Por Jorge Fernández Díaz |
Persiste el escritor español Javier Cercas en aludirnos sin
querer; describe puntillosamente en su última novela la fuerza política que
destronaría al republicanismo: "Un partido que, con vocación antisistema,
su prestigio jovial de novedad absoluta, su rechazo a la distinción tradicional
entre derecha e izquierda, su propuesta de una síntesis superadora de ambas, su
perfecto caos ideológico, su apuesta simultánea e imposible por el nacionalismo
patriótico y la revolución igualitaria y su demagogia cautivadora, parecía
fabricado a medida para abducir a un estudiante".
¿A quién se refiere
Cercas? ¿A los indignados que vienen a instalar "la razón populista"
en toda Europa, que leyeron a Laclau, idolatran a Chávez y reivindican a los
Kirchner? No, a la Falange Española de 1933.
Leyendo El monarca de las sombras, que acaba de presentarse
en la Feria del Libro, uno puede evocar también las palabras paradigmáticas que
todavía recuerdan en la Madre Patria el sabor del falangismo: caudillo,
movimiento, popular, nacionales e incluso liberación nacional. El nacionalismo
social donde germinó Mussolini, el "nacionalsocialismo" de Hitler y
la jovial Falange de Franco fueron la salida que encontraron aquellas
sociedades para romper con la gris e insatisfactoria democracia republicana.

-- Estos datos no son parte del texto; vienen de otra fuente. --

use std::io;
use std::path::PathBuf;
use thiserror::Error;

/// Problems with the invocation itself. Fatal before any file is loaded.
#[derive(Debug, Error)]
pub enum ConfigError {
    #[error("--grep and --fgrep are mutually exclusive")]
    ConflictingGrep,
    #[error("--invert requires --grep or --fgrep")]
    InvertWithoutGrep,
    #[error("invalid --grep pattern {pattern:?}: {source}")]
    InvalidPattern {
        pattern: String,
        #[source]
        source: regex::Error,
    },
    #[error("unknown reporter {name:?} (available: {available})")]
    UnknownReporter { name: String, available: String },
    #[error("unknown interface {name:?} (available: {available})")]
    UnknownInterface { name: String, available: String },
    #[error("malformed reporter option {0:?}, expected key=value")]
    MalformedReporterOption(String),
}

#[derive(Debug, Error)]
pub enum DiscoveryError {
    #[error("no test files found")]
    NoTestFiles,
}

/// Reading or parsing a definition file failed.
#[derive(Debug, Error)]
pub enum LoadError {
    #[error("failed to read {}: {source}", path.display())]
    Io {
        path: PathBuf,
        #[source]
        source: io::Error,
    },
    #[error("{}:{line}: expected `title: command`", path.display())]
    Malformed { path: PathBuf, line: usize },
}

#[derive(Debug, Error)]
pub enum RunError {
    #[error("a test run is already in progress")]
    AlreadyRunning,
    #[error(transparent)]
    Config(#[from] ConfigError),
    #[error(transparent)]
    Load(#[from] LoadError),
    #[error("failed to spawn {command}: {source}")]
    Spawn {
        command: String,
        #[source]
        source: io::Error,
    },
    #[error("run task failed: {0}")]
    Join(#[from] tokio::task::JoinError),
}
use super::Reporter;
use crate::model::{RunSummary, TestEvent, TestReport};
use crate::output::OutputSink;
use serde::Serialize;
use std::path::PathBuf;

#[derive(Debug, Serialize)]
struct JsonTest {
    title: String,
    full_title: String,
    file: PathBuf,
    #[serde(skip_serializing_if = "Option::is_none")]
    duration_ms: Option<u128>,
    #[serde(skip_serializing_if = "Option::is_none")]
    err: Option<String>,
}

impl JsonTest {
    fn new(test: &TestReport, duration_ms: Option<u128>, err: Option<String>) -> Self {
        Self {
            title: test.title.clone(),
            full_title: test.full_title.clone(),
            file: test.file.clone(),
            duration_ms,
            err,
        }
    }
}

#[derive(Serialize)]
struct JsonDocument<'a> {
    stats: &'a RunSummary,
    passes: &'a [JsonTest],
    failures: &'a [JsonTest],
    pending: &'a [JsonTest],
}

/// Buffers every result and prints one document at the end of the run.
#[derive(Default)]
pub(crate) struct JsonReporter {
    passes: Vec<JsonTest>,
    failures: Vec<JsonTest>,
    pending: Vec<JsonTest>,
}

impl Reporter for JsonReporter {
    fn report(&mut self, event: &TestEvent, out: &OutputSink) {
        match event {
            TestEvent::RunStarted { .. } => {}
            TestEvent::TestPassed { test, duration, .. } => {
                self.passes
                    .push(JsonTest::new(test, Some(duration.as_millis()), None));
            }
            TestEvent::TestFailed {
                test,
                duration,
                reason,
                ..
            } => {
                self.failures.push(JsonTest::new(
                    test,
                    Some(duration.as_millis()),
                    Some(reason.clone()),
                ));
            }
            TestEvent::TestPending { test } => self.pending.push(JsonTest::new(test, None, None)),
            TestEvent::Info(msg) => out.error(msg.clone()),
            TestEvent::RunCompleted { summary } => {
                let doc = JsonDocument {
                    stats: summary,
                    passes: &self.passes,
                    failures: &self.failures,
                    pending: &self.pending,
                };
                match serde_json::to_string_pretty(&doc) {
                    Ok(s) => out.line(s),
                    Err(e) => out.error(format!("failed to serialize results: {e}")),
                }
            }
        }
    }
}
//! Filesystem watcher feeding change notifications to the orchestrator.

use notify::{Event, EventKind, RecommendedWatcher, RecursiveMode, Watcher};
use std::collections::{BTreeSet, HashSet};
use std::path::{Path, PathBuf};
use tokio::sync::mpsc::UnboundedSender;
use tracing::{debug, warn};

#[derive(Debug, Clone, PartialEq, Eq)]
pub(crate) struct FileChange {
    pub path: PathBuf,
}

/// Keeps the underlying watcher alive. Dropping it stops notifications.
pub(crate) struct FileWatcher {
    _watcher: RecommendedWatcher,
}

fn is_relevant(kind: &EventKind) -> bool {
    matches!(
        kind,
        EventKind::Modify(_) | EventKind::Create(_) | EventKind::Remove(_)
    )
}

/// Watch `paths` and forward every change touching one of them.
///
/// Parent directories are watched rather than the files themselves so editors
/// that save by renaming a temp file into place are still observed.
pub(crate) fn watch(
    paths: &[PathBuf],
    tx: UnboundedSender<FileChange>,
) -> Result<FileWatcher, notify::Error> {
    let watched: HashSet<PathBuf> = paths.iter().cloned().collect();

    let mut watcher = notify::recommended_watcher(move |res: Result<Event, notify::Error>| {
        match res {
            Ok(event) if is_relevant(&event.kind) => {
                for path in event.paths {
                    if watched.contains(&path) {
                        let _ = tx.send(FileChange { path });
                    }
                }
            }
            Ok(_) => {}
            Err(e) => warn!(error = %e, "file watcher error"),
        }
    })?;

    let dirs: BTreeSet<&Path> = paths.iter().filter_map(|p| p.parent()).collect();
    for dir in &dirs {
        watcher.watch(dir, RecursiveMode::NonRecursive)?;
    }
    debug!(files = paths.len(), dirs = dirs.len(), "watching");

    Ok(FileWatcher { _watcher: watcher })
}
//! Definition interfaces: how a file on disk turns into test definitions.

use crate::engine::{TestCommand, TestDef};
use crate::error::{ConfigError, LoadError};
use std::path::Path;

pub struct Interface {
    pub name: &'static str,
    pub description: &'static str,
    parse: fn(&Path) -> Result<Vec<TestDef>, LoadError>,
}

impl Interface {
    pub fn parse(&self, path: &Path) -> Result<Vec<TestDef>, LoadError> {
        (self.parse)(path)
    }
}

pub const INTERFACES: &[Interface] = &[
    Interface {
        name: "manifest",
        description: "one `title: command` test per line",
        parse: parse_manifest_file,
    },
    Interface {
        name: "exec",
        description: "each file is an executable test",
        parse: parse_exec_file,
    },
];

pub fn lookup(name: &str) -> Option<&'static Interface> {
    INTERFACES.iter().find(|i| i.name == name)
}

pub fn resolve(name: &str) -> Result<&'static Interface, ConfigError> {
    lookup(name).ok_or_else(|| ConfigError::UnknownInterface {
        name: name.to_string(),
        available: INTERFACES
            .iter()
            .map(|i| i.name)
            .collect::<Vec<_>>()
            .join(", "),
    })
}

fn parse_exec_file(path: &Path) -> Result<Vec<TestDef>, LoadError> {
    // Stat now so a vanished file fails at load time rather than mid-run.
    std::fs::metadata(path).map_err(|source| LoadError::Io {
        path: path.to_path_buf(),
        source,
    })?;
    let title = path
        .file_name()
        .map(|n| n.to_string_lossy().into_owned())
        .unwrap_or_else(|| path.display().to_string());
    Ok(vec![TestDef {
        title,
        file: path.to_path_buf(),
        command: Some(TestCommand::Exec(path.to_path_buf())),
        exclusive: false,
    }])
}

fn parse_manifest_file(path: &Path) -> Result<Vec<TestDef>, LoadError> {
    let text = std::fs::read_to_string(path).map_err(|source| LoadError::Io {
        path: path.to_path_buf(),
        source,
    })?;
    parse_manifest(path, &text)
}

/// Parse manifest text.
///
/// ```text
/// # comment
/// adds numbers: ./calc 1 + 1
/// only parses input: ./calc --parse
/// skip slow path: ./calc --slow
/// documents the cli:
/// ```
pub fn parse_manifest(path: &Path, text: &str) -> Result<Vec<TestDef>, LoadError> {
    let mut defs = Vec::new();
    for (idx, raw) in text.lines().enumerate() {
        let line = raw.trim();
        if line.is_empty() || line.starts_with('#') {
            continue;
        }
        let Some((head, command)) = line.split_once(':') else {
            return Err(LoadError::Malformed {
                path: path.to_path_buf(),
                line: idx + 1,
            });
        };

        let (title, exclusive, skipped) = if let Some(rest) = head.strip_prefix("only ") {
            (rest, true, false)
        } else if let Some(rest) = head.strip_prefix("skip ") {
            (rest, false, true)
        } else {
            (head, false, false)
        };
        let title = title.trim();
        if title.is_empty() {
            return Err(LoadError::Malformed {
                path: path.to_path_buf(),
                line: idx + 1,
            });
        }

        let command = command.trim();
        defs.push(TestDef {
            title: title.to_string(),
            file: path.to_path_buf(),
            command: (!skipped && !command.is_empty())
                .then(|| TestCommand::Shell(command.to_string())),
            exclusive,
        });
    }
    Ok(defs)
}
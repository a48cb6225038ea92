//! Blocking stdout/stderr writer fed by a channel.
//!
//! Reporters never touch the terminal directly; they push [`OutputLine`]s and a
//! dedicated blocking task does the writing so async tasks never stall on I/O.

use crossterm::{cursor, execute};
use std::io::Write;
use tokio::sync::mpsc;

/// Output routing for the writer task.
#[derive(Debug)]
pub(crate) enum OutputLine {
    Stdout(String),
    /// Written without a trailing newline and flushed right away.
    StdoutPartial(String),
    Stderr(String),
    Cursor { visible: bool },
}

/// Cheap handle reporters write through.
#[derive(Debug, Clone)]
pub(crate) struct OutputSink {
    tx: mpsc::UnboundedSender<OutputLine>,
}

impl OutputSink {
    pub fn line(&self, msg: impl Into<String>) {
        let _ = self.tx.send(OutputLine::Stdout(msg.into()));
    }

    pub fn partial(&self, msg: impl Into<String>) {
        let _ = self.tx.send(OutputLine::StdoutPartial(msg.into()));
    }

    pub fn error(&self, msg: impl Into<String>) {
        let _ = self.tx.send(OutputLine::Stderr(msg.into()));
    }

    pub fn cursor(&self, visible: bool) {
        let _ = self.tx.send(OutputLine::Cursor { visible });
    }

    /// Sink backed by a plain channel instead of the terminal.
    #[cfg(test)]
    pub fn capture() -> (Self, mpsc::UnboundedReceiver<OutputLine>) {
        let (tx, rx) = mpsc::unbounded_channel();
        (Self { tx }, rx)
    }
}

/// Spawn the writer. It exits and flushes once every sink clone is dropped.
pub(crate) fn spawn_output_writer() -> (OutputSink, tokio::task::JoinHandle<()>) {
    let (tx, mut rx) = mpsc::unbounded_channel::<OutputLine>();
    let handle = tokio::task::spawn_blocking(move || {
        // Streams are not locked for the writer's lifetime; the interrupt path
        // needs to reach the terminal while this task is idle.
        let mut out = std::io::stdout();
        let mut err = std::io::stderr();

        while let Some(line) = rx.blocking_recv() {
            match line {
                OutputLine::Stdout(msg) => {
                    let _ = writeln!(out, "{}", msg);
                }
                OutputLine::StdoutPartial(msg) => {
                    let _ = write!(out, "{}", msg);
                    let _ = out.flush();
                }
                OutputLine::Stderr(msg) => {
                    let _ = writeln!(err, "{}", msg);
                }
                OutputLine::Cursor { visible: true } => {
                    let _ = execute!(out, cursor::Show);
                }
                OutputLine::Cursor { visible: false } => {
                    let _ = execute!(out, cursor::Hide);
                }
            }
        }

        let _ = out.flush();
        let _ = err.flush();
    });
    (OutputSink { tx }, handle)
}

/// Restore the terminal after an interrupt: show the cursor and end the line.
pub(crate) fn restore_terminal() {
    let mut out = std::io::stdout();
    let _ = execute!(out, cursor::Show);
    let _ = writeln!(out);
    let _ = out.flush();
}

Perón aprendió mucho en la Italia del Duce y eligió la España franquista para
su largo exilio mientras coqueteaba al mismo tiempo con el guevarismo y con un
centrismo desarrollista. El General y muchos de sus acólitos tuvieron, sin
embargo, la buena estrella de no tentarse nunca con un totalitarismo militar y
hasta de propender, en eras más modernas aunque sin abrazar nunca el régimen
republicano, hacia parodias de ideologías mucho más dignas como el
socialcristianismo y la socialdemocracia, antes de entregarse de pies y manos
al neoliberalismo más salvaje y en seguida a un populismo de cáscara
izquierdosa. Pero si uno se detiene en la antigua crisis europea, la que derivó
en las terribles conflagraciones mundiales y en la guerra civil, se advierte
que allí quedó certificado el célebre apotegma de Jauretche: muchos se subieron
al caballo por la izquierda y se bajaron por la derecha.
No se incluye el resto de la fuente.